»»
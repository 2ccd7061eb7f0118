//! Blocking GPU readback for tests and debug inspection
//!
//! These stall the device; never call them inside the frame loop.

use glam::UVec3;

use crate::core::error::Error;
use crate::core::types::Result;

const ROW_ALIGN: u32 = wgpu::COPY_BYTES_PER_ROW_ALIGNMENT;

fn map_and_copy(device: &wgpu::Device, staging: &wgpu::Buffer) -> Result<Vec<u8>> {
    let slice = staging.slice(..);
    let (tx, rx) = std::sync::mpsc::channel();
    slice.map_async(wgpu::MapMode::Read, move |result| {
        let _ = tx.send(result);
    });

    device
        .poll(wgpu::PollType::Wait { submission_index: None, timeout: None })
        .map_err(|e| Error::Gpu(e.to_string()))?;

    rx.recv()
        .map_err(|e| Error::Gpu(e.to_string()))?
        .map_err(|e| Error::Gpu(e.to_string()))?;

    let bytes = slice.get_mapped_range().to_vec();
    staging.unmap();
    Ok(bytes)
}

/// Copy `size` bytes starting at `offset` back to the CPU
pub fn read_buffer(
    device: &wgpu::Device,
    queue: &wgpu::Queue,
    buffer: &wgpu::Buffer,
    offset: u64,
    size: u64,
) -> Result<Vec<u8>> {
    let staging = device.create_buffer(&wgpu::BufferDescriptor {
        label: Some("readback_staging"),
        size,
        usage: wgpu::BufferUsages::MAP_READ | wgpu::BufferUsages::COPY_DST,
        mapped_at_creation: false,
    });

    let mut encoder = device.create_command_encoder(&wgpu::CommandEncoderDescriptor {
        label: Some("readback_encoder"),
    });
    encoder.copy_buffer_to_buffer(buffer, offset, &staging, 0, size);
    queue.submit(Some(encoder.finish()));

    map_and_copy(device, &staging)
}

/// Read a range of u32 words from a buffer
pub fn read_words(
    device: &wgpu::Device,
    queue: &wgpu::Queue,
    buffer: &wgpu::Buffer,
    first_word: u64,
    word_count: u64,
) -> Result<Vec<u32>> {
    let bytes = read_buffer(device, queue, buffer, first_word * 4, word_count * 4)?;
    Ok(bytemuck::pod_collect_to_vec(&bytes))
}

/// Read one mip of a texture with 4-byte texels (R32Float, R32Uint, Rgba8Unorm)
///
/// Returns tightly packed texels in x-major, then y, then z order.
pub fn read_texture_words(
    device: &wgpu::Device,
    queue: &wgpu::Queue,
    texture: &wgpu::Texture,
    mip_level: u32,
    size: UVec3,
) -> Result<Vec<u32>> {
    let bytes = read_texture(device, queue, texture, mip_level, size, 4)?;
    Ok(bytemuck::pod_collect_to_vec(&bytes))
}

/// Read one mip of an Rgba16Float texture as f32 components
pub fn read_texture_rgba16f(
    device: &wgpu::Device,
    queue: &wgpu::Queue,
    texture: &wgpu::Texture,
    size: UVec3,
) -> Result<Vec<[f32; 4]>> {
    let bytes = read_texture(device, queue, texture, 0, size, 8)?;
    let halves: Vec<half::f16> = bytemuck::pod_collect_to_vec(&bytes);
    Ok(halves
        .chunks_exact(4)
        .map(|c| [c[0].to_f32(), c[1].to_f32(), c[2].to_f32(), c[3].to_f32()])
        .collect())
}

/// Read an Rgba32Float texture
pub fn read_texture_rgba32f(
    device: &wgpu::Device,
    queue: &wgpu::Queue,
    texture: &wgpu::Texture,
    size: UVec3,
) -> Result<Vec<[f32; 4]>> {
    let bytes = read_texture(device, queue, texture, 0, size, 16)?;
    let floats: Vec<f32> = bytemuck::pod_collect_to_vec(&bytes);
    Ok(floats.chunks_exact(4).map(|c| [c[0], c[1], c[2], c[3]]).collect())
}

fn read_texture(
    device: &wgpu::Device,
    queue: &wgpu::Queue,
    texture: &wgpu::Texture,
    mip_level: u32,
    size: UVec3,
    texel_bytes: u32,
) -> Result<Vec<u8>> {
    let row_bytes = size.x * texel_bytes;
    let padded_row = row_bytes.div_ceil(ROW_ALIGN) * ROW_ALIGN;
    let staging_size = padded_row as u64 * size.y as u64 * size.z as u64;

    let staging = device.create_buffer(&wgpu::BufferDescriptor {
        label: Some("texture_readback_staging"),
        size: staging_size,
        usage: wgpu::BufferUsages::MAP_READ | wgpu::BufferUsages::COPY_DST,
        mapped_at_creation: false,
    });

    let mut encoder = device.create_command_encoder(&wgpu::CommandEncoderDescriptor {
        label: Some("texture_readback_encoder"),
    });
    encoder.copy_texture_to_buffer(
        wgpu::TexelCopyTextureInfo {
            texture,
            mip_level,
            origin: wgpu::Origin3d::ZERO,
            aspect: wgpu::TextureAspect::All,
        },
        wgpu::TexelCopyBufferInfo {
            buffer: &staging,
            layout: wgpu::TexelCopyBufferLayout {
                offset: 0,
                bytes_per_row: Some(padded_row),
                rows_per_image: Some(size.y),
            },
        },
        wgpu::Extent3d {
            width: size.x,
            height: size.y,
            depth_or_array_layers: size.z,
        },
    );
    queue.submit(Some(encoder.finish()));

    let padded = map_and_copy(device, &staging)?;

    let mut packed = Vec::with_capacity((row_bytes * size.y * size.z) as usize);
    for row in padded.chunks_exact(padded_row as usize) {
        packed.extend_from_slice(&row[..row_bytes as usize]);
    }
    Ok(packed)
}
««
**Assigned task**
In the entries above, identify every line with the string "packed".

**Output of the task**
/// Returns tightly packed texels in x-major, then y, then z order.
    let mut packed = Vec::with_capacity((row_bytes * size.y * size.z) as usize);
        packed.extend_from_slice(&row[..row_bytes as usize]);
    Ok(packed)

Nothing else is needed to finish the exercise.